━━━ RECORDS FOR PROCESSING

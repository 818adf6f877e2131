// src/browser/testing.rs

//! In-memory `Browser` for unit tests. Pages are static HTML keyed by
//! URL; clicks can swap the current page to model post-submit
//! transitions. No timing, no network.

use std::collections::HashMap;
use std::sync::Mutex;
use std::time::Duration;

use async_trait::async_trait;

use crate::error::{AppError, Result, TransientKind};

use super::{Browser, Element, select_in_source};

#[derive(Default)]
struct State {
    pages: HashMap<String, String>,
    current_url: String,
    current_html: String,
    click_transitions: HashMap<String, String>,
    filled: Vec<(String, String)>,
    clicks: Vec<String>,
    navigations: Vec<String>,
    navigate_failures: HashMap<String, u32>,
    close_count: usize,
}

#[derive(Default)]
pub struct FakeBrowser {
    state: Mutex<State>,
}

impl FakeBrowser {
    pub fn new() -> Self {
        Self::default()
    }

    /// Register the HTML served when `url` is navigated to.
    pub fn set_page(&self, url: &str, html: &str) {
        let mut state = self.state.lock().unwrap();
        state.pages.insert(url.to_string(), html.to_string());
    }

    /// Clicking `selector` replaces the current page with `html`.
    pub fn on_click(&self, selector: &str, html: &str) {
        let mut state = self.state.lock().unwrap();
        state
            .click_transitions
            .insert(selector.to_string(), html.to_string());
    }

    /// Make the next `times` navigations to `url` fail transiently.
    pub fn fail_navigation(&self, url: &str, times: u32) {
        let mut state = self.state.lock().unwrap();
        state.navigate_failures.insert(url.to_string(), times);
    }

    pub fn filled(&self) -> Vec<(String, String)> {
        self.state.lock().unwrap().filled.clone()
    }

    pub fn clicks(&self) -> Vec<String> {
        self.state.lock().unwrap().clicks.clone()
    }

    pub fn navigations(&self) -> Vec<String> {
        self.state.lock().unwrap().navigations.clone()
    }

    pub fn close_count(&self) -> usize {
        self.state.lock().unwrap().close_count
    }

    fn has_match(&self, selector: &str) -> Result<bool> {
        let html = self.state.lock().unwrap().current_html.clone();
        Ok(!select_in_source(&html, selector)?.is_empty())
    }
}

#[async_trait]
impl Browser for FakeBrowser {
    async fn navigate(&self, url: &str) -> Result<()> {
        let mut state = self.state.lock().unwrap();
        state.navigations.push(url.to_string());
        if let Some(remaining) = state.navigate_failures.get_mut(url) {
            if *remaining > 0 {
                *remaining -= 1;
                return Err(AppError::transient(
                    TransientKind::Network,
                    format!("navigate {url}"),
                    "injected failure",
                ));
            }
        }
        state.current_url = url.to_string();
        state.current_html = state.pages.get(url).cloned().unwrap_or_default();
        Ok(())
    }

    async fn wait_for(&self, selector: &str, _timeout: Duration) -> Result<()> {
        if self.has_match(selector)? {
            Ok(())
        } else {
            Err(AppError::transient(
                TransientKind::ElementTimeout,
                format!("wait_for {selector}"),
                "no match",
            ))
        }
    }

    async fn query(&self, selector: &str) -> Result<Vec<Element>> {
        let html = self.state.lock().unwrap().current_html.clone();
        select_in_source(&html, selector)
    }

    async fn fill(&self, selector: &str, text: &str) -> Result<()> {
        if !self.has_match(selector)? {
            return Err(AppError::transient(
                TransientKind::ElementTimeout,
                format!("fill {selector}"),
                "element not found",
            ));
        }
        let mut state = self.state.lock().unwrap();
        state.filled.push((selector.to_string(), text.to_string()));
        Ok(())
    }

    async fn click(&self, selector: &str) -> Result<()> {
        if !self.has_match(selector)? {
            return Err(AppError::transient(
                TransientKind::ElementTimeout,
                format!("click {selector}"),
                "element not found",
            ));
        }
        let mut state = self.state.lock().unwrap();
        state.clicks.push(selector.to_string());
        if let Some(html) = state.click_transitions.get(selector).cloned() {
            state.current_html = html;
        }
        Ok(())
    }

    async fn current_url(&self) -> Result<String> {
        Ok(self.state.lock().unwrap().current_url.clone())
    }

    async fn close(&self) -> Result<()> {
        self.state.lock().unwrap().close_count += 1;
        Ok(())
    }
}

━━━━━━

[PROBLEM REQUIREMENTS] Would you please reproduce the records above exactly, only from their first line through the line holding "pub fn set_page(&self, url: &str, html: &str)", with both ends included?

[RESULT OF THE TASK]
repository 818adf6f877e2131
// src/browser/testing.rs

//! In-memory `Browser` for unit tests. Pages are static HTML keyed by
//! URL; clicks can swap the current page to model post-submit
//! transitions. No timing, no network.

use std::collections::HashMap;
use std::sync::Mutex;
use std::time::Duration;

use async_trait::async_trait;

use crate::error::{AppError, Result, TransientKind};

use super::{Browser, Element, select_in_source};

#[derive(Default)]
struct State {
    pages: HashMap<String, String>,
    current_url: String,
    current_html: String,
    click_transitions: HashMap<String, String>,
    filled: Vec<(String, String)>,
    clicks: Vec<String>,
    navigations: Vec<String>,
    navigate_failures: HashMap<String, u32>,
    close_count: usize,
}

#[derive(Default)]
pub struct FakeBrowser {
    state: Mutex<State>,
}

impl FakeBrowser {
    pub fn new() -> Self {
        Self::default()
    }

    /// Register the HTML served when `url` is navigated to.
    pub fn set_page(&self, url: &str, html: &str) {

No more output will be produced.